- **TASK PROMPT**
Check each line of the material, and show the ones that include the word "height".

____________

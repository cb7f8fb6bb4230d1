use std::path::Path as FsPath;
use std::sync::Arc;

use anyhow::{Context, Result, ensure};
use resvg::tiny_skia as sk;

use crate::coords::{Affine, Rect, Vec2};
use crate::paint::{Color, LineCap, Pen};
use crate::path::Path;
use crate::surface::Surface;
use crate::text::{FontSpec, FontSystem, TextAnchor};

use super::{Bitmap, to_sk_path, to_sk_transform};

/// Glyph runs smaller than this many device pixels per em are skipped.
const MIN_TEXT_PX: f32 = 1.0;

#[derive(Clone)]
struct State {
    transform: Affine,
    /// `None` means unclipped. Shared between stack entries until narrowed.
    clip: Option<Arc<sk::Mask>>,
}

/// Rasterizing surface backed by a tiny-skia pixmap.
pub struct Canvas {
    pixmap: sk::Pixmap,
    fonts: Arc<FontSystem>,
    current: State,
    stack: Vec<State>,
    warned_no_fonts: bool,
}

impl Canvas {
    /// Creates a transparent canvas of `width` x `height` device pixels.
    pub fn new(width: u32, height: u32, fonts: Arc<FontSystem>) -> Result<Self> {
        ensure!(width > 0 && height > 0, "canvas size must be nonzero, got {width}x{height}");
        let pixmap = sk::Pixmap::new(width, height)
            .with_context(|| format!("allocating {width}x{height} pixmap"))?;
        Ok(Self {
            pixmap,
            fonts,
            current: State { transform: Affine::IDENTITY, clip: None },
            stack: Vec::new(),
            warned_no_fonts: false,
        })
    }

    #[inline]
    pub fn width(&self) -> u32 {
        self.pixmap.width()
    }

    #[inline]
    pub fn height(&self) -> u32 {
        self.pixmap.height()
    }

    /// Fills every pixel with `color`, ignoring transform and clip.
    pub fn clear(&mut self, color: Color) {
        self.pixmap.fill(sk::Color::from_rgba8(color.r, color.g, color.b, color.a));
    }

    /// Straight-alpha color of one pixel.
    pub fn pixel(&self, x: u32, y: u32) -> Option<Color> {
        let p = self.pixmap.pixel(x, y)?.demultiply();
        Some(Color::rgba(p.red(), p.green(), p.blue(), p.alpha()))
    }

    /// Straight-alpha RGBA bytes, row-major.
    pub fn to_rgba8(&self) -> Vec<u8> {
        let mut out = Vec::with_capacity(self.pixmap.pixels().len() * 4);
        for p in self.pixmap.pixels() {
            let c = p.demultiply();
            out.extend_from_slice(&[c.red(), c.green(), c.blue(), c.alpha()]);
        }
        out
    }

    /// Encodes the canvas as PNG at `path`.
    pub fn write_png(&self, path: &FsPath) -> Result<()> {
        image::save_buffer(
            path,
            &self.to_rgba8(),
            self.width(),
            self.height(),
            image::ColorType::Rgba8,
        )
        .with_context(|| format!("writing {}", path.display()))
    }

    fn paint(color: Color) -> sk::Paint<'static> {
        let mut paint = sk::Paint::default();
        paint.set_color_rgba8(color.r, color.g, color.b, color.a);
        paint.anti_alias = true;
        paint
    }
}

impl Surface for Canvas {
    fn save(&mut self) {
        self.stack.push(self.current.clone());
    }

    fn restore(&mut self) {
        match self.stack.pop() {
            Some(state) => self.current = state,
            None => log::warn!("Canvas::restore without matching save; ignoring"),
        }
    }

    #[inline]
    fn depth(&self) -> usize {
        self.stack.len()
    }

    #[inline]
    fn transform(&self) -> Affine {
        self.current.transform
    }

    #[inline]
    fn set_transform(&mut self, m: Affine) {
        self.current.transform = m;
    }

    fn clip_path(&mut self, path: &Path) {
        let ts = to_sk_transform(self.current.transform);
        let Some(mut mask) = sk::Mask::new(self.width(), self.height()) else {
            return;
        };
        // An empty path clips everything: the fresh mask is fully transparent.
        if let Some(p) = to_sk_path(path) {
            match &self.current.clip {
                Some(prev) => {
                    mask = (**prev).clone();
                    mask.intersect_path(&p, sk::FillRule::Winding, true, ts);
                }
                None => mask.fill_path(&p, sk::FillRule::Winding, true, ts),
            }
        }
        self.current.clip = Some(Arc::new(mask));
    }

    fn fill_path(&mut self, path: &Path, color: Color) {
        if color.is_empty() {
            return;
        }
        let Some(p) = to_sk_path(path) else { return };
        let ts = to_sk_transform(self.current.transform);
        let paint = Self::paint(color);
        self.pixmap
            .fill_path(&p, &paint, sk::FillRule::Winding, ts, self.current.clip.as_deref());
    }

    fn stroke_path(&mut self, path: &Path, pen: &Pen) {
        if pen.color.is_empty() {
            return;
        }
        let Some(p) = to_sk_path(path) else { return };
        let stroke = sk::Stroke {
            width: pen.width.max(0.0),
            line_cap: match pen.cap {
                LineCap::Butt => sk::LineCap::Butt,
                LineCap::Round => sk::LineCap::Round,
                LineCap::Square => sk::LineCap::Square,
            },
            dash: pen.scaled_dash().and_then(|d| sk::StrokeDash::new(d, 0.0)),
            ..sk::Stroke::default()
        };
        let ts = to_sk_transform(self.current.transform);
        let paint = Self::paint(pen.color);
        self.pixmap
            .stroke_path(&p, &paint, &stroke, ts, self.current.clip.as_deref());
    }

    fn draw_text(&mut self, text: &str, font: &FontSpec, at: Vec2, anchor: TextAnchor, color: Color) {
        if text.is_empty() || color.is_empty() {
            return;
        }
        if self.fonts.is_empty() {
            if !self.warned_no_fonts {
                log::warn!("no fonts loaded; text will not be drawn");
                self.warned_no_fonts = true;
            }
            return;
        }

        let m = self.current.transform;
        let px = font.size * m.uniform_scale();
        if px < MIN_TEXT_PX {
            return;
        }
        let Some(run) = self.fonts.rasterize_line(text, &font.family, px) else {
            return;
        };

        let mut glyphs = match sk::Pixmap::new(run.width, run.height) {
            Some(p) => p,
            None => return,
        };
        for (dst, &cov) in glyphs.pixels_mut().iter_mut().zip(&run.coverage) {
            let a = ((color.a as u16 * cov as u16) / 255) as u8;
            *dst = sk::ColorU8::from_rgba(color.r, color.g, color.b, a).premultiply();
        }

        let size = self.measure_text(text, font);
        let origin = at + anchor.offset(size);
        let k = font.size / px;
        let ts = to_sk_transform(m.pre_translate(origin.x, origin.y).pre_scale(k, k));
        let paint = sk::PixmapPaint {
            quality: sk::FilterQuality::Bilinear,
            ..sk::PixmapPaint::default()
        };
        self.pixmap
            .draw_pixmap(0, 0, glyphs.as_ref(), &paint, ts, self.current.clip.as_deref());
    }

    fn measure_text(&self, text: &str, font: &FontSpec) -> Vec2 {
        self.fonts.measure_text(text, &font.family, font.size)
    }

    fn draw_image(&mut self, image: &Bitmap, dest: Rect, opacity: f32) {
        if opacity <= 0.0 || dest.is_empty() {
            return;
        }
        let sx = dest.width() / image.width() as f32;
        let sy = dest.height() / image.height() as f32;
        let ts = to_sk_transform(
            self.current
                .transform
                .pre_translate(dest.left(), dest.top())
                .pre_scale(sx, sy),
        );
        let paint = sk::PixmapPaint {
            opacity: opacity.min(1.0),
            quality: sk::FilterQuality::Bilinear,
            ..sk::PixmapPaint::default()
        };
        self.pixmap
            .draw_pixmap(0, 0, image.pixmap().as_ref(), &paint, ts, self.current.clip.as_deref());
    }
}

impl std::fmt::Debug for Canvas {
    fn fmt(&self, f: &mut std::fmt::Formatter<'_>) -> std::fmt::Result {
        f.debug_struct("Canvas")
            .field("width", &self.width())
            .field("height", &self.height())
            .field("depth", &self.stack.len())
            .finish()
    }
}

____________

- **WRITTEN SOLUTION**
    /// Creates a transparent canvas of `width` x `height` device pixels.
    pub fn new(width: u32, height: u32, fonts: Arc<FontSystem>) -> Result<Self> {
        ensure!(width > 0 && height > 0, "canvas size must be nonzero, got {width}x{height}");
        let pixmap = sk::Pixmap::new(width, height)
            .with_context(|| format!("allocating {width}x{height} pixmap"))?;
    pub fn height(&self) -> u32 {
        self.pixmap.height()
            self.height(),
        let Some(mut mask) = sk::Mask::new(self.width(), self.height()) else {
        let mut glyphs = match sk::Pixmap::new(run.width, run.height) {
        let sy = dest.height() / image.height() as f32;
            .field("height", &self.height())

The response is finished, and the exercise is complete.